HTTP requests example

This is tutorial project displaying how to make and recieve HTTP requests in Node-RED.
List of used nodes
-
Inject/Timestamp – Triggers flow execution
-
Function – Adds custom logic using JavaScript
-
HTTP Request – Sends HTTP requests to external services
-
Debug – Displays messages in the debug console
-
JSON - parse JSON to JS object
-
HTTP in - recieve HTTP requests
-
HTTP response - respond to HTTP requests
For details, see Node-RED Documentation |
GROUP: send HTTP request

This group has two demo flows that show how to set up the HTTP request node.
-
Runtime config (shown below): a Function node sets
msg.url
,msg.method
, andmsg.headers
on the fly—handy when they may vary. -
Static config: enter the same fields in the node’s edit dialog if they never change.
FLOW: Runtime config
Press the Inject button to fire the flow.

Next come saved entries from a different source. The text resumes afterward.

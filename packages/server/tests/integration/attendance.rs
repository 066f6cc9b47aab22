use serde_json::json;

use crate::common::{DEFAULT_PASSWORD, TestApp, routes};

/// Two teachers with disjoint classes, one student per class, and one
/// attendance row under each teacher's lesson.
struct Graph {
    admin: String,
    t1_token: String,
    t2_class: i32,
    s1_id: i32,
    s2_id: i32,
    t1_lesson: i32,
    t2_lesson: i32,
    t1_attendance: i32,
}

async fn graph(app: &TestApp) -> Graph {
    let admin = app.admin_token().await;
    let t1_id = app.create_teacher(&admin, "t_alpha").await;
    let t2_id = app.create_teacher(&admin, "t_beta").await;
    let (t1_class, _, t1_lesson) = app.teaching_graph(&admin, t1_id, "3A", "Chemistry").await;
    let (t2_class, _, t2_lesson) = app.teaching_graph(&admin, t2_id, "3B", "Geography").await;

    let p1 = app.create_parent(&admin, "p_alpha").await;
    let p2 = app.create_parent(&admin, "p_beta").await;
    let s1_id = app.create_student(&admin, "s_alpha", t1_class, p1).await;
    let s2_id = app.create_student(&admin, "s_beta", t2_class, p2).await;

    let t1_attendance = record(app, &admin, s1_id, t1_lesson).await;
    record(app, &admin, s2_id, t2_lesson).await;

    let t1_token = app.login("t_alpha", DEFAULT_PASSWORD).await;
    Graph {
        admin,
        t1_token,
        t2_class,
        s1_id,
        s2_id,
        t1_lesson,
        t2_lesson,
        t1_attendance,
    }
}

async fn record(app: &TestApp, token: &str, student_id: i32, lesson_id: i32) -> i32 {
    let res = app
        .post_with_token(
            routes::ATTENDANCE,
            &json!({
                "date": "2026-03-02",
                "present": true,
                "student_id": student_id,
                "lesson_id": lesson_id,
            }),
            token,
        )
        .await;
    assert_eq!(res.status, 201, "record attendance failed: {}", res.text);
    res.id()
}

mod scoping {
    use super::*;

    #[tokio::test]
    async fn teacher_sees_only_rows_under_their_own_lessons() {
        let app = TestApp::spawn().await;
        let ctx = graph(&app).await;

        let res = app.get_with_token(routes::ATTENDANCE, &ctx.t1_token).await;

        assert_eq!(res.status, 200);
        assert_eq!(res.body["pagination"]["total"], 1);
        assert_eq!(
            res.body["data"][0]["id"].as_i64().unwrap() as i32,
            ctx.t1_attendance
        );
    }

    #[tokio::test]
    async fn a_foreign_class_id_parameter_cannot_widen_the_scope() {
        let app = TestApp::spawn().await;
        let ctx = graph(&app).await;

        // The other teacher's class has rows; the intersection with the
        // viewer's scope must still be empty.
        let res = app
            .get_with_token(
                &format!("{}?class_id={}", routes::ATTENDANCE, ctx.t2_class),
                &ctx.t1_token,
            )
            .await;

        assert_eq!(res.status, 200);
        assert_eq!(res.body["pagination"]["total"], 0);
        assert_eq!(res.body["data"].as_array().unwrap().len(), 0);

        // The admin with the same parameter does see the row.
        let admin_view = app
            .get_with_token(
                &format!("{}?class_id={}", routes::ATTENDANCE, ctx.t2_class),
                &ctx.admin,
            )
            .await;
        assert_eq!(admin_view.body["pagination"]["total"], 1);
    }

    #[tokio::test]
    async fn a_parent_sees_only_their_childrens_rows() {
        let app = TestApp::spawn().await;
        let ctx = graph(&app).await;

        let parent_token = app.login("p_alpha", DEFAULT_PASSWORD).await;
        let res = app.get_with_token(routes::ATTENDANCE, &parent_token).await;

        assert_eq!(res.status, 200);
        assert_eq!(res.body["pagination"]["total"], 1);
        assert_eq!(res.body["data"][0]["student_surname"], "Student");
        assert_eq!(
            res.body["data"][0]["id"].as_i64().unwrap() as i32,
            ctx.t1_attendance
        );
    }

    #[tokio::test]
    async fn a_student_sees_only_their_own_rows() {
        let app = TestApp::spawn().await;
        let ctx = graph(&app).await;

        let student_token = app.login("s_beta", DEFAULT_PASSWORD).await;
        let res = app.get_with_token(routes::ATTENDANCE, &student_token).await;

        assert_eq!(res.status, 200);
        assert_eq!(res.body["pagination"]["total"], 1);
    }
}

mod writes {
    use super::*;

    #[tokio::test]
    async fn teacher_records_attendance_for_their_own_lesson() {
        let app = TestApp::spawn().await;
        let ctx = graph(&app).await;

        let res = app
            .post_with_token(
                routes::ATTENDANCE,
                &json!({
                    "date": "2026-03-03",
                    "present": false,
                    "student_id": ctx.s1_id,
                    "lesson_id": ctx.t1_lesson,
                }),
                &ctx.t1_token,
            )
            .await;

        assert_eq!(res.status, 201, "{}", res.text);
        assert_eq!(res.body["present"], false);
    }

    #[tokio::test]
    async fn teacher_cannot_record_attendance_for_a_foreign_lesson() {
        let app = TestApp::spawn().await;
        let ctx = graph(&app).await;

        let res = app
            .post_with_token(
                routes::ATTENDANCE,
                &json!({
                    "date": "2026-03-03",
                    "present": true,
                    "student_id": ctx.s2_id,
                    "lesson_id": ctx.t2_lesson,
                }),
                &ctx.t1_token,
            )
            .await;

        assert_eq!(res.status, 403);
        assert_eq!(res.body["code"], "PERMISSION_DENIED");
    }

    #[tokio::test]
    async fn list_rows_carry_the_joined_display_fields() {
        let app = TestApp::spawn().await;
        let ctx = graph(&app).await;

        let res = app.get_with_token(routes::ATTENDANCE, &ctx.t1_token).await;
        let row = &res.body["data"][0];

        assert_eq!(row["class_name"], "3A");
        assert_eq!(row["student_name"], "Test");
        assert!(row["lesson_name"].is_string());
    }
}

The Function node builds the call:
// POST /api/post-example with a JSON body
msg.method = "POST";
msg.url = "http://127.0.0.1:1880/api/post-example";
msg.headers = { "Content-Type": "application/json" };
msg.payload = { message: "hello world" };
return msg;
All settings are passed in the msg
object; the JSON body sits in msg.payload
.
FLOW: Static config

This example uses the node’s GUI for a static setup. Method and URL are locked in before deployment and can’t be altered at runtime. If the request type supports a body (e.g., POST, PUT), put the content in msg.payload; for body-less verbs (e.g., GET, DELETE), leave payload empty to prevent errors and configure Payload dropdown to Ignore.